What to produce
Among the lines of data below, reproduce only those from the one with "dotfiles, packages and" through the one with "Print shell completions", exactly as they stand, both ends included.

Saved data entries
**********

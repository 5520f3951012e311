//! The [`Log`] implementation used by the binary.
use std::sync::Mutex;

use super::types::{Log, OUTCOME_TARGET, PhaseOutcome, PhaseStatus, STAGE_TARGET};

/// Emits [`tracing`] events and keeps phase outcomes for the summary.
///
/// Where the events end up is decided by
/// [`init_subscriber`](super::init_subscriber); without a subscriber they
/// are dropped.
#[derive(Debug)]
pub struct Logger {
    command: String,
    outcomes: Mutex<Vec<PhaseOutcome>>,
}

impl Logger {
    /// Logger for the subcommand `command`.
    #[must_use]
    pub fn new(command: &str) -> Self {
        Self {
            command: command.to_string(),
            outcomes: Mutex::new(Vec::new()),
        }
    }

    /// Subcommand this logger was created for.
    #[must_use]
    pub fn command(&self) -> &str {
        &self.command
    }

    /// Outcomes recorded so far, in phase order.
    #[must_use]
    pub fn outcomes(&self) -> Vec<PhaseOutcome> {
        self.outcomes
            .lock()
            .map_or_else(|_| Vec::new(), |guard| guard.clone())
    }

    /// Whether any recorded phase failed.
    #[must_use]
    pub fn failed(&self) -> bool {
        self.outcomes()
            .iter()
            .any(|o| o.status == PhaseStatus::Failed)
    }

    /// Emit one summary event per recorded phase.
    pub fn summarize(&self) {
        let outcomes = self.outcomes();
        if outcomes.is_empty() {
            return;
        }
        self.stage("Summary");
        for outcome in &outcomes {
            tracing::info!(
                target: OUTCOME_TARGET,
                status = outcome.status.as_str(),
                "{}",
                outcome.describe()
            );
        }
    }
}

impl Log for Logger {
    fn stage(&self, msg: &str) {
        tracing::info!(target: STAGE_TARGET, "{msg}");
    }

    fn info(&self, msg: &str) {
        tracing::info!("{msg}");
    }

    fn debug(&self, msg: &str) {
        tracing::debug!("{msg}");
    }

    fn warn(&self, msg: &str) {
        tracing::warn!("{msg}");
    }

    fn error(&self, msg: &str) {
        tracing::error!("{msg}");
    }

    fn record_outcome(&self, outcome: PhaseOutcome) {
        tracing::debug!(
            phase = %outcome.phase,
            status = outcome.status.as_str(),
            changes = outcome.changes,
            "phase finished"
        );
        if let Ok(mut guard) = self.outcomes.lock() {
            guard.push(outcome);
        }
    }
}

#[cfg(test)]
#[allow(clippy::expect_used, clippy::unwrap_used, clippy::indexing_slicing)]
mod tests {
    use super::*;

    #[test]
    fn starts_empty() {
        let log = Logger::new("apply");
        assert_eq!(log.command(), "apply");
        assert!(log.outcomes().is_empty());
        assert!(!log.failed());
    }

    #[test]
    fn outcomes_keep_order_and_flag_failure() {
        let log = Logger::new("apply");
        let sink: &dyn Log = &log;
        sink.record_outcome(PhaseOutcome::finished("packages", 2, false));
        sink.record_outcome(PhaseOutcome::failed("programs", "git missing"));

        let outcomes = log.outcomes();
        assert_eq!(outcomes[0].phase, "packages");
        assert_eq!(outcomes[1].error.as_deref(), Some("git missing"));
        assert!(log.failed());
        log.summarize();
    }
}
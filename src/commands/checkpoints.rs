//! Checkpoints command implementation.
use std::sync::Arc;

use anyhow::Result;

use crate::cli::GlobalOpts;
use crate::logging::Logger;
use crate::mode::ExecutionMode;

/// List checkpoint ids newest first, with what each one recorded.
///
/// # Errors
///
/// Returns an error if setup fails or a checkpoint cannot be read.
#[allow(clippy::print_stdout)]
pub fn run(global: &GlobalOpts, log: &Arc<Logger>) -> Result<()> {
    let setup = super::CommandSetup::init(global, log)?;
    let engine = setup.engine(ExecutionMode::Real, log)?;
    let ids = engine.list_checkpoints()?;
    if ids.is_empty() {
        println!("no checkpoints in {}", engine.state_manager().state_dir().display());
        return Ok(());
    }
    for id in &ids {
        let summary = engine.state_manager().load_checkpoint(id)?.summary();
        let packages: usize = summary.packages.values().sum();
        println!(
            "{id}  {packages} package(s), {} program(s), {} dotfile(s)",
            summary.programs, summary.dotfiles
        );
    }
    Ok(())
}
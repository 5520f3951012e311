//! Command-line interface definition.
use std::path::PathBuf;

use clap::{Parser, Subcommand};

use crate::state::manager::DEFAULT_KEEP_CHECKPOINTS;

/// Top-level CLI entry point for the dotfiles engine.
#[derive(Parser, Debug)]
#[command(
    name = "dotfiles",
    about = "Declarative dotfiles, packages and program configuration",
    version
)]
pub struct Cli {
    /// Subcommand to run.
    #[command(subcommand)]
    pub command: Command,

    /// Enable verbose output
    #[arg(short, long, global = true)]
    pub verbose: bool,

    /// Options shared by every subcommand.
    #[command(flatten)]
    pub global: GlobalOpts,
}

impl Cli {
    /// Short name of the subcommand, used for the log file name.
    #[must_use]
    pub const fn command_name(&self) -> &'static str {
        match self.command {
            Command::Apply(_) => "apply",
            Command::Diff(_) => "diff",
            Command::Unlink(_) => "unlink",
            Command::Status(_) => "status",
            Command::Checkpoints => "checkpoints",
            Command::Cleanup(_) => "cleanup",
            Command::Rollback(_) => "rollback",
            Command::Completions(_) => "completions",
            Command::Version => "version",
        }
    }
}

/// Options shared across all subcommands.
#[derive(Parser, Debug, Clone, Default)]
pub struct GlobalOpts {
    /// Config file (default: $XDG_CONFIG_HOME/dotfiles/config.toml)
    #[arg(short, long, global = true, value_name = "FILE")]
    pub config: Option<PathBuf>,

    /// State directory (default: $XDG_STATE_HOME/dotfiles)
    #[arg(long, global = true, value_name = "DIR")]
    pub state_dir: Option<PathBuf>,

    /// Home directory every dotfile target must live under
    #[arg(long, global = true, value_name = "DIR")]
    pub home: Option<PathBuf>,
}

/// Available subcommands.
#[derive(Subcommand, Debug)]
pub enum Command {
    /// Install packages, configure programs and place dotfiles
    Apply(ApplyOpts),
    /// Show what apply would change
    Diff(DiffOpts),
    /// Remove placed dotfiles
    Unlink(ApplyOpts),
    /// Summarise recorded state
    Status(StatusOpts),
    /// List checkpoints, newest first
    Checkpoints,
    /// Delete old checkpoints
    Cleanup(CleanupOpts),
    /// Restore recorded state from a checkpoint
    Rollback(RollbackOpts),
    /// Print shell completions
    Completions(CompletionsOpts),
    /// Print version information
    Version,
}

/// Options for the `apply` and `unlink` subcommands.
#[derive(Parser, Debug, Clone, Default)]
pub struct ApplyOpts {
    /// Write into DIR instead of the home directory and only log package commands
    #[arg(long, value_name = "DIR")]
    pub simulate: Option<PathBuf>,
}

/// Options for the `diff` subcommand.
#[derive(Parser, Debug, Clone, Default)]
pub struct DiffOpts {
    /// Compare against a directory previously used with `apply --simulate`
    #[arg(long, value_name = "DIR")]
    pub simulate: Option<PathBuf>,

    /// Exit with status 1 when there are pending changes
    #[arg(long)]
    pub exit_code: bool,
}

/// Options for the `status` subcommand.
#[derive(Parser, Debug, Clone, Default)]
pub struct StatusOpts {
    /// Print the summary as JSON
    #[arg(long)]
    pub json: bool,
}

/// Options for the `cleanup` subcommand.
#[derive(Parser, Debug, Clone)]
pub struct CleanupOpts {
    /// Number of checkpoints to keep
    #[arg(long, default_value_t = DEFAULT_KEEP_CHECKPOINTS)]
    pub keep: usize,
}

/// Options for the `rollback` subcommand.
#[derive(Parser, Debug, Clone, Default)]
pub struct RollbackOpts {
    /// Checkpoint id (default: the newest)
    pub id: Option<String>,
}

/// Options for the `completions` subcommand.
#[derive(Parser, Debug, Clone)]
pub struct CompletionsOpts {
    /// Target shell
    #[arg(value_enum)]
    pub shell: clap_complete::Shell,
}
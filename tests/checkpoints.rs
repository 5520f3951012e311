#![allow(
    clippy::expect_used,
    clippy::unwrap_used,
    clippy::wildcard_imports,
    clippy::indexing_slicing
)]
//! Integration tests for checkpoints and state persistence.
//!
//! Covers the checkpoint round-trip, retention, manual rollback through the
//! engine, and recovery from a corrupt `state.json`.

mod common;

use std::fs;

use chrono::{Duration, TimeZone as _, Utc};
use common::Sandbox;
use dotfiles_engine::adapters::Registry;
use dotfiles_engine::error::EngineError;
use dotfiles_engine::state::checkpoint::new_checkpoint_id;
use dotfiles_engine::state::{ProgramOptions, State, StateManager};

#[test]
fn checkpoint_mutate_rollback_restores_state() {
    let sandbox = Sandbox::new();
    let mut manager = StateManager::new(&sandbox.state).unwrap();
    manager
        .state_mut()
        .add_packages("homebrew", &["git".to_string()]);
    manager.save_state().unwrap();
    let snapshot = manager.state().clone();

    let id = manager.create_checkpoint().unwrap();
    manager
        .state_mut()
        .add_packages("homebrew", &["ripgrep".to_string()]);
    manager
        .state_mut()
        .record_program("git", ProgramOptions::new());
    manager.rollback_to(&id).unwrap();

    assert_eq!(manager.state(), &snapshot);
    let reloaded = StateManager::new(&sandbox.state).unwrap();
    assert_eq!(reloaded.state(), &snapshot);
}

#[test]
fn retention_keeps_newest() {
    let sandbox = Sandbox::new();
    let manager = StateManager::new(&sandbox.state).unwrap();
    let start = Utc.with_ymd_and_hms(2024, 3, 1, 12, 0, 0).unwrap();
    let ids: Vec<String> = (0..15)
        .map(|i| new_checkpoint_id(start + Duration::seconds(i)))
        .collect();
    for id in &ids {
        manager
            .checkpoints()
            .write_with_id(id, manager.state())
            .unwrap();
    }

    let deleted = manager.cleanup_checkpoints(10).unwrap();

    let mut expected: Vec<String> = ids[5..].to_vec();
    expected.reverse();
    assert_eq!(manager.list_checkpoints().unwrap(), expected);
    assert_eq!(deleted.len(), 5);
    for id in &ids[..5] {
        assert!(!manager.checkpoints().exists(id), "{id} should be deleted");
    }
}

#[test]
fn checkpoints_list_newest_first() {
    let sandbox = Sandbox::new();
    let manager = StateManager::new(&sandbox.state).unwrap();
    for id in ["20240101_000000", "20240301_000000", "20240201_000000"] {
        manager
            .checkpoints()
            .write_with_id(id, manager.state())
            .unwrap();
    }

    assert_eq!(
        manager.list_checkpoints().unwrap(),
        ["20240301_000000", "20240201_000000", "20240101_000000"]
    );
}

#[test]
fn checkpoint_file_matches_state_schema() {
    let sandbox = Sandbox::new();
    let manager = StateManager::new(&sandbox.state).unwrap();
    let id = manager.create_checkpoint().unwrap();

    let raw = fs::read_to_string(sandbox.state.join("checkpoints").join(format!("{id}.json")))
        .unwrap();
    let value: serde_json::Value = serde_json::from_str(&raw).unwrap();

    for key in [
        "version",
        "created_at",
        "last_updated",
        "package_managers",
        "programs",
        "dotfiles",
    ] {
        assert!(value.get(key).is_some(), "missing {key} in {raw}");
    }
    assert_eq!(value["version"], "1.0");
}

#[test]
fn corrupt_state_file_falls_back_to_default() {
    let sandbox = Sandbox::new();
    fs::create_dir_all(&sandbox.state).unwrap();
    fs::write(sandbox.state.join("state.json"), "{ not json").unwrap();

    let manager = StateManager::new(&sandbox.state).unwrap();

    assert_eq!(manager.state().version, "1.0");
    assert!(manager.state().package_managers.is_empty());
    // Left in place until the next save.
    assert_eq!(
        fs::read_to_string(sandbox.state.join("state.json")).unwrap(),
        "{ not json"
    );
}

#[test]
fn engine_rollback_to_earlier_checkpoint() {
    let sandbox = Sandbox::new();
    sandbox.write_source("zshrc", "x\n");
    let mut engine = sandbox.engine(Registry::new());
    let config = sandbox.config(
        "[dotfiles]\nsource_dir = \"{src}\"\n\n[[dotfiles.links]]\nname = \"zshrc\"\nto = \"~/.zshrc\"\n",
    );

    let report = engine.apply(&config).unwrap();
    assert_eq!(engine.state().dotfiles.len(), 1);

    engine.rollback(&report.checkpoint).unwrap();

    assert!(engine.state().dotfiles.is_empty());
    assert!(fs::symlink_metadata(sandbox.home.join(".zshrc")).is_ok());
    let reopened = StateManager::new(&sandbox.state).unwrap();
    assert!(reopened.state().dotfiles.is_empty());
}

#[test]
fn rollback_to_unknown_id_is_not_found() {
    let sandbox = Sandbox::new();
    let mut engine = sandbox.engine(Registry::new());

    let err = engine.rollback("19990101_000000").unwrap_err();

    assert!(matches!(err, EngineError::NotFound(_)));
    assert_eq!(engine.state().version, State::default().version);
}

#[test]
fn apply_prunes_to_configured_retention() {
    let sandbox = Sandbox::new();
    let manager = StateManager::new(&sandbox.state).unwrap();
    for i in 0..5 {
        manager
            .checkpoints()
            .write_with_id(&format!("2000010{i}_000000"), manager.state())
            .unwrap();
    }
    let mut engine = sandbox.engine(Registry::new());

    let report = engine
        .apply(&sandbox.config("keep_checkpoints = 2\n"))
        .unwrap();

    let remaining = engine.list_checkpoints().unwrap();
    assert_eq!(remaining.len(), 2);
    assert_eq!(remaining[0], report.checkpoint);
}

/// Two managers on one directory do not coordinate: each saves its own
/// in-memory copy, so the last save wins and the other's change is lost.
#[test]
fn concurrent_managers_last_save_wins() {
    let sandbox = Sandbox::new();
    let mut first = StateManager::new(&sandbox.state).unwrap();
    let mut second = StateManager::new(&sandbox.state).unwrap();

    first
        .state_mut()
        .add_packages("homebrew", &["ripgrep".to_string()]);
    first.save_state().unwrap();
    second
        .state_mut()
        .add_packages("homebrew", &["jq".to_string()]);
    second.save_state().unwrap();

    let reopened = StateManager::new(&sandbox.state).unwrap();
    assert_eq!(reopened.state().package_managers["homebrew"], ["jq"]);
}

**********

Solution to the problem
    about = "Declarative dotfiles, packages and program configuration",
    version
)]
pub struct Cli {
    /// Subcommand to run.
    #[command(subcommand)]
    pub command: Command,

    /// Enable verbose output
    #[arg(short, long, global = true)]
    pub verbose: bool,

    /// Options shared by every subcommand.
    #[command(flatten)]
    pub global: GlobalOpts,
}

impl Cli {
    /// Short name of the subcommand, used for the log file name.
    #[must_use]
    pub const fn command_name(&self) -> &'static str {
        match self.command {
            Command::Apply(_) => "apply",
            Command::Diff(_) => "diff",
            Command::Unlink(_) => "unlink",
            Command::Status(_) => "status",
            Command::Checkpoints => "checkpoints",
            Command::Cleanup(_) => "cleanup",
            Command::Rollback(_) => "rollback",
            Command::Completions(_) => "completions",
            Command::Version => "version",
        }
    }
}

/// Options shared across all subcommands.
#[derive(Parser, Debug, Clone, Default)]
pub struct GlobalOpts {
    /// Config file (default: $XDG_CONFIG_HOME/dotfiles/config.toml)
    #[arg(short, long, global = true, value_name = "FILE")]
    pub config: Option<PathBuf>,

    /// State directory (default: $XDG_STATE_HOME/dotfiles)
    #[arg(long, global = true, value_name = "DIR")]
    pub state_dir: Option<PathBuf>,

    /// Home directory every dotfile target must live under
    #[arg(long, global = true, value_name = "DIR")]
    pub home: Option<PathBuf>,
}

/// Available subcommands.
#[derive(Subcommand, Debug)]
pub enum Command {
    /// Install packages, configure programs and place dotfiles
    Apply(ApplyOpts),
    /// Show what apply would change
    Diff(DiffOpts),
    /// Remove placed dotfiles
    Unlink(ApplyOpts),
    /// Summarise recorded state
    Status(StatusOpts),
    /// List checkpoints, newest first
    Checkpoints,
    /// Delete old checkpoints
    Cleanup(CleanupOpts),
    /// Restore recorded state from a checkpoint
    Rollback(RollbackOpts),
    /// Print shell completions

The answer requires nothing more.